(Data shown)
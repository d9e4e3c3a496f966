// Copyright (c) 2025, Jason Jenkins
// SPDX-License-Identifier: BSD-3-Clause

//! Ordered ROI bookkeeping for one frame.
//!
//! The collection owns every ROI of the current frame in creation order
//! (creation order is z-order and export order) and tracks which one is
//! current, i.e. receiving pointer events. While editing it is never
//! empty: there is always at least a blank placeholder ready for the
//! next drag. The terminal export drains it.

use crate::editor::handles::{HIT_ORDER, MARKER_SIZE};
use crate::editor::render::{DrawCommand, CURRENT_COLOR, SECONDARY_COLOR};
use crate::editor::roi::Roi;
use crate::models::rect::Rect;
use crate::util::geometry::contains_point;

/// The ROIs of one frame plus the current-selection index.
///
/// The current ROI is referenced by index, never by a second owning
/// handle; every mutation keeps the index valid.
#[derive(Debug)]
pub struct RoiCollection {
    rois: Vec<Roi>,
    current: Option<usize>,
    next_id: usize,
}

impl RoiCollection {
    /// A collection seeded with a single blank ROI.
    pub fn new() -> Self {
        let mut c = Self {
            rois: Vec::new(),
            current: None,
            next_id: 0,
        };
        c.add_blank();
        c
    }

    /// Append a fresh inactive ROI and make it current.
    pub fn add_blank(&mut self) {
        let roi = Roi::blank(self.next_id);
        self.next_id += 1;
        self.rois.push(roi);
        self.current = Some(self.rois.len() - 1);
    }

    /// Remove the most recently added ROI.
    ///
    /// Editing always happens at the tail, so only the tail is ever
    /// removed. If the collection would become empty it is re-seeded
    /// with a blank ROI; the new current is the new tail.
    pub fn remove_current(&mut self) {
        self.rois.pop();

        if self.rois.is_empty() {
            self.add_blank();
        } else {
            self.current = Some(self.rois.len() - 1);
        }
    }

    /// Replace the collection wholesale with persisted rectangles.
    ///
    /// Entries that are not exactly `[x, y, w, h]` are rejected
    /// individually. Every loaded ROI counts as finalized; the last one
    /// becomes active and current. If nothing survives validation the
    /// collection falls back to a single blank ROI.
    pub fn load_from_persisted<T: AsRef<[i32]>>(&mut self, rects: &[T]) {
        self.rois.clear();
        self.current = None;
        self.next_id = 0;

        for entry in rects {
            let entry = entry.as_ref();
            if entry.len() != 4 {
                log::warn!("rejecting persisted roi with {} components", entry.len());
                continue;
            }
            let rect = Rect::new(entry[0], entry[1], entry[2], entry[3]);
            let roi = Roi::from_saved(self.next_id, rect);
            self.next_id += 1;
            self.rois.push(roi);
        }

        if let Some(last) = self.rois.last_mut() {
            last.active = true;
            self.current = Some(self.rois.len() - 1);
            log::info!("loaded {} persisted rois", self.rois.len());
        } else {
            self.add_blank();
        }
    }

    /// Append a finalized ROI produced outside pointer gestures, e.g. by
    /// an object tracker, and make it current.
    pub fn append_external(&mut self, rect: Rect) {
        let mut roi = Roi::from_saved(self.next_id, rect);
        roi.active = true;
        self.next_id += 1;
        self.rois.push(roi);
        self.current = Some(self.rois.len() - 1);
    }

    /// Select the first ROI (in creation order) containing the point.
    ///
    /// The selected ROI is marked active. Returns false when no ROI
    /// contains the point; the selection is then left unchanged.
    pub fn select_at(&mut self, x: i32, y: i32) -> bool {
        let hit = self.rois.iter().position(|roi| {
            let r = roi.rect;
            contains_point(x, y, r.x, r.y, r.w, r.h)
        });

        match hit {
            Some(index) => {
                self.current = Some(index);
                self.rois[index].active = true;
                true
            }
            None => false,
        }
    }

    /// Drain the collection and return the used rectangles in creation
    /// order.
    ///
    /// This is the terminal, once-per-frame export: afterwards the
    /// collection is empty, there is no current ROI, and a second call
    /// yields an empty list.
    pub fn export_used(&mut self) -> Vec<[i32; 4]> {
        let rects = self
            .rois
            .drain(..)
            .filter(|roi| roi.used)
            .map(|roi| roi.rect.to_array())
            .collect();
        self.current = None;
        rects
    }

    /// The current ROI, if the collection has not been exported yet.
    pub fn current(&self) -> Option<&Roi> {
        self.current.map(|i| &self.rois[i])
    }

    /// Mutable access to the current ROI.
    pub fn current_mut(&mut self) -> Option<&mut Roi> {
        match self.current {
            Some(index) => self.rois.get_mut(index),
            None => None,
        }
    }

    /// True if `roi` is the current one.
    fn is_current(&self, index: usize) -> bool {
        self.current == Some(index)
    }

    pub fn len(&self) -> usize {
        self.rois.len()
    }

    pub fn is_empty(&self) -> bool {
        self.rois.is_empty()
    }

    pub fn iter(&self) -> impl Iterator<Item = &Roi> {
        self.rois.iter()
    }

    /// Emit one outline per ROI in z-order; the current ROI is drawn in
    /// the primary color with its eight handle markers, all others in
    /// the secondary color.
    pub fn render(&self) -> Vec<DrawCommand> {
        let mut commands = Vec::new();

        for (index, roi) in self.rois.iter().enumerate() {
            if self.is_current(index) {
                commands.push(DrawCommand::outline(roi.rect, CURRENT_COLOR));
                for handle in HIT_ORDER {
                    commands.push(DrawCommand::marker(
                        handle.zone(roi.rect, MARKER_SIZE),
                        CURRENT_COLOR,
                    ));
                }
            } else {
                commands.push(DrawCommand::outline(roi.rect, SECONDARY_COLOR));
            }
        }

        commands
    }
}
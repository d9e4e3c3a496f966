// Copyright (c) 2025, Jason Jenkins
// SPDX-License-Identifier: BSD-3-Clause

//! Persisted labelling results.
//!
//! Results are stored per frame index as a rectangle list plus an
//! optional event name. Import is strict at the file and record level
//! but lenient per rectangle: an entry of wrong arity or with
//! non-integer components is dropped with a warning instead of failing
//! the whole load.

use crate::models::rect::Rect;
use anyhow::Result;
use serde::{Deserialize, Serialize};
use serde_json::Value;
use std::collections::BTreeMap;
use std::path::Path;

/// The labelling outcome of one frame.
#[derive(Debug, Clone, Default, PartialEq, Eq, Serialize)]
pub struct FrameRecord {
    pub rois: Vec<[i32; 4]>,
    pub event: Option<String>,
}

impl FrameRecord {
    /// Build a record from editor-exported rectangles and an event.
    pub fn new(rois: Vec<[i32; 4]>, event: Option<String>) -> Self {
        Self { rois, event }
    }

    /// True when there is neither a rectangle nor an event to keep.
    pub fn is_empty(&self) -> bool {
        self.rois.is_empty() && self.event.is_none()
    }

    /// The rectangles as value types.
    pub fn rects(&self) -> Vec<Rect> {
        self.rois.iter().map(|a| Rect::from_array(*a)).collect()
    }
}

/// All labelled frames of one video, ordered by frame index.
pub type ResultsStore = BTreeMap<u32, FrameRecord>;

/// Wire form of a record: rectangles arrive as arbitrary JSON values
/// and are validated entry by entry.
#[derive(Debug, Deserialize)]
struct RawFrameRecord {
    #[serde(default)]
    rois: Vec<Value>,
    #[serde(default)]
    event: Option<String>,
}

/// Validate one persisted rectangle entry.
///
/// Accepts exactly four integer components within `i32` range; anything
/// else is rejected.
fn sanitize_entry(value: &Value) -> Option<[i32; 4]> {
    let items = value.as_array()?;
    if items.len() != 4 {
        return None;
    }

    let mut out = [0i32; 4];
    for (slot, item) in out.iter_mut().zip(items) {
        *slot = item.as_i64().and_then(|n| i32::try_from(n).ok())?;
    }
    Some(out)
}

fn sanitize(frame: u32, raw: RawFrameRecord) -> FrameRecord {
    let mut rois = Vec::with_capacity(raw.rois.len());
    for value in &raw.rois {
        match sanitize_entry(value) {
            Some(roi) => rois.push(roi),
            None => log::warn!("frame {}: dropping malformed roi entry {}", frame, value),
        }
    }
    FrameRecord { rois, event: raw.event }
}

fn sanitize_all(raw: BTreeMap<u32, RawFrameRecord>) -> ResultsStore {
    raw.into_iter()
        .map(|(frame, record)| (frame, sanitize(frame, record)))
        .collect()
}

/// Parse results from a JSON document.
pub fn results_from_json_str(text: &str) -> Result<ResultsStore> {
    let raw: BTreeMap<u32, RawFrameRecord> = serde_json::from_str(text)?;
    Ok(sanitize_all(raw))
}

/// Parse results from a YAML document.
pub fn results_from_yaml_str(text: &str) -> Result<ResultsStore> {
    let raw: BTreeMap<u32, RawFrameRecord> = serde_yaml::from_str(text)?;
    Ok(sanitize_all(raw))
}

/// Import results from a JSON file.
pub fn import_json(path: &Path) -> Result<ResultsStore> {
    let text = std::fs::read_to_string(path)?;
    let store = results_from_json_str(&text)?;
    log::info!("loaded results for {} frames from {}", store.len(), path.display());
    Ok(store)
}

/// Import results from a YAML file.
pub fn import_yaml(path: &Path) -> Result<ResultsStore> {
    let text = std::fs::read_to_string(path)?;
    let store = results_from_yaml_str(&text)?;
    log::info!("loaded results for {} frames from {}", store.len(), path.display());
    Ok(store)
}

/// Export results to a JSON file.
pub fn export_json(store: &ResultsStore, path: &Path) -> Result<()> {
    let json = serde_json::to_string_pretty(store)?;
    std::fs::write(path, json)?;
    log::info!("saved results for {} frames to {}", store.len(), path.display());
    Ok(())
}

/// Export results to a YAML file.
pub fn export_yaml(store: &ResultsStore, path: &Path) -> Result<()> {
    let yaml = serde_yaml::to_string(store)?;
    std::fs::write(path, yaml)?;
    log::info!("saved results for {} frames to {}", store.len(), path.display());
    Ok(())
}
// Copyright (c) 2025, Jason Jenkins
// SPDX-License-Identifier: BSD-3-Clause

//! Labelling session spanning a whole video.
//!
//! The session owns the per-frame results across frames and wires the
//! external collaborators together: it seeds a fresh [`RoiEditor`] for
//! each frame from previously persisted rectangles, commits exported
//! rectangles plus the frame's event back into the store, runs the
//! pre-classifier over a frame source and relays tracker output into an
//! editor. Frame iteration, rendering, key mapping and playback control
//! stay with the embedding application.

use crate::editor::RoiEditor;
use crate::io::config::LabelConfig;
use crate::io::records::{FrameRecord, ResultsStore};
use crate::models::rect::Rect;
use anyhow::Result;
use image::RgbaImage;

/// Source of decoded video frames.
///
/// Implemented by the embedding application on top of its video
/// backend; the crate itself never decodes video.
pub trait FrameSource {
    fn frame_count(&self) -> u32;
    fn fps(&self) -> f64;
    fn width(&self) -> u32;
    fn height(&self) -> u32;

    /// Decode the frame at `index`; `Ok(None)` past the end of the
    /// video.
    fn read_frame(&mut self, index: u32) -> Result<Option<RgbaImage>>;
}

/// External single-object tracker following one ROI across frames.
pub trait ObjectTracker {
    /// Start tracking `roi` as it appears in `frame`. Returns false if
    /// the tracker could not lock on.
    fn init(&mut self, frame: &RgbaImage, roi: Rect) -> bool;

    /// Locate the tracked object in `frame`; `None` once lost.
    fn track(&mut self, frame: &RgbaImage) -> Option<Rect>;

    /// Drop the tracked object.
    fn reset(&mut self);

    fn is_active(&self) -> bool;
}

/// External pre-classifier proposing ROIs for unlabelled frames.
pub trait RoiClassifier {
    fn detect(&self, frame: &RgbaImage) -> Vec<Rect>;
}

/// Labelling state for one video: the event vocabulary and the per-frame
/// results accumulated so far.
#[derive(Debug)]
pub struct LabelSession {
    width: u32,
    height: u32,
    events: Vec<String>,
    results: ResultsStore,
}

impl LabelSession {
    /// Start a session with no previous results.
    pub fn new(config: &LabelConfig) -> Self {
        Self::with_results(config, ResultsStore::new())
    }

    /// Resume a session from previously persisted results.
    pub fn with_results(config: &LabelConfig, results: ResultsStore) -> Self {
        if !results.is_empty() {
            log::info!("resuming with {} labelled frames", results.len());
        }
        Self {
            width: config.width,
            height: config.height,
            events: config.events.clone(),
            results,
        }
    }

    /// A fresh editor for the given frame, seeded with that frame's
    /// persisted rectangles if any.
    pub fn editor_for_frame(&self, index: u32) -> RoiEditor {
        let mut editor = RoiEditor::for_frame(self.width, self.height);
        if let Some(record) = self.results.get(&index) {
            if !record.rois.is_empty() {
                editor.load_saved(&record.rois);
            }
        }
        editor
    }

    /// The event previously recorded for a frame.
    pub fn stored_event(&self, index: u32) -> Option<&str> {
        self.results.get(&index).and_then(|r| r.event.as_deref())
    }

    /// Store one frame's outcome.
    ///
    /// A frame already present in the store is always overwritten (the
    /// operator may have cleared it); an unseen frame is only recorded
    /// when it carries at least one rectangle or an event.
    pub fn commit_frame(&mut self, index: u32, rois: Vec<[i32; 4]>, event: Option<String>) {
        let record = FrameRecord::new(rois, event);

        if self.results.contains_key(&index) || !record.is_empty() {
            self.results.insert(index, record);
        }
    }

    /// Event name for a selection slot, or `None` when the slot is out
    /// of the configured vocabulary.
    pub fn event_by_slot(&self, slot: usize) -> Option<&str> {
        let event = self.events.get(slot).map(String::as_str);
        if event.is_none() {
            log::warn!("no event configured for slot {}", slot);
        }
        event
    }

    /// Run the classifier over every frame of the source and store its
    /// detections, with no event attached.
    pub fn preclassify(
        &mut self,
        source: &mut dyn FrameSource,
        classifier: &dyn RoiClassifier,
    ) -> Result<()> {
        let mut index = 0u32;
        while let Some(frame) = source.read_frame(index)? {
            let rois = classifier
                .detect(&frame)
                .into_iter()
                .map(|r| r.to_array())
                .collect();
            self.results.insert(index, FrameRecord::new(rois, None));
            index += 1;
        }
        log::info!("pre-classified {} frames", index);
        Ok(())
    }

    pub fn results(&self) -> &ResultsStore {
        &self.results
    }

    /// Hand the accumulated results back, e.g. for saving.
    pub fn into_results(self) -> ResultsStore {
        self.results
    }
}

/// Poll the tracker once for `frame` and inject a successful result
/// into the editor as a finalized ROI.
pub fn feed_tracked_roi(
    tracker: &mut dyn ObjectTracker,
    frame: &RgbaImage,
    editor: &mut RoiEditor,
) {
    if !tracker.is_active() {
        return;
    }
    match tracker.track(frame) {
        Some(roi) => editor.inject_external_roi(roi),
        None => log::warn!("tracker lost its object"),
    }
}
(End Data shown)
**What to produce**
Scan the entries above for the string "ObjectTracker" and copy each line that contains it.

**Task answer**
pub trait ObjectTracker {
    tracker: &mut dyn ObjectTracker,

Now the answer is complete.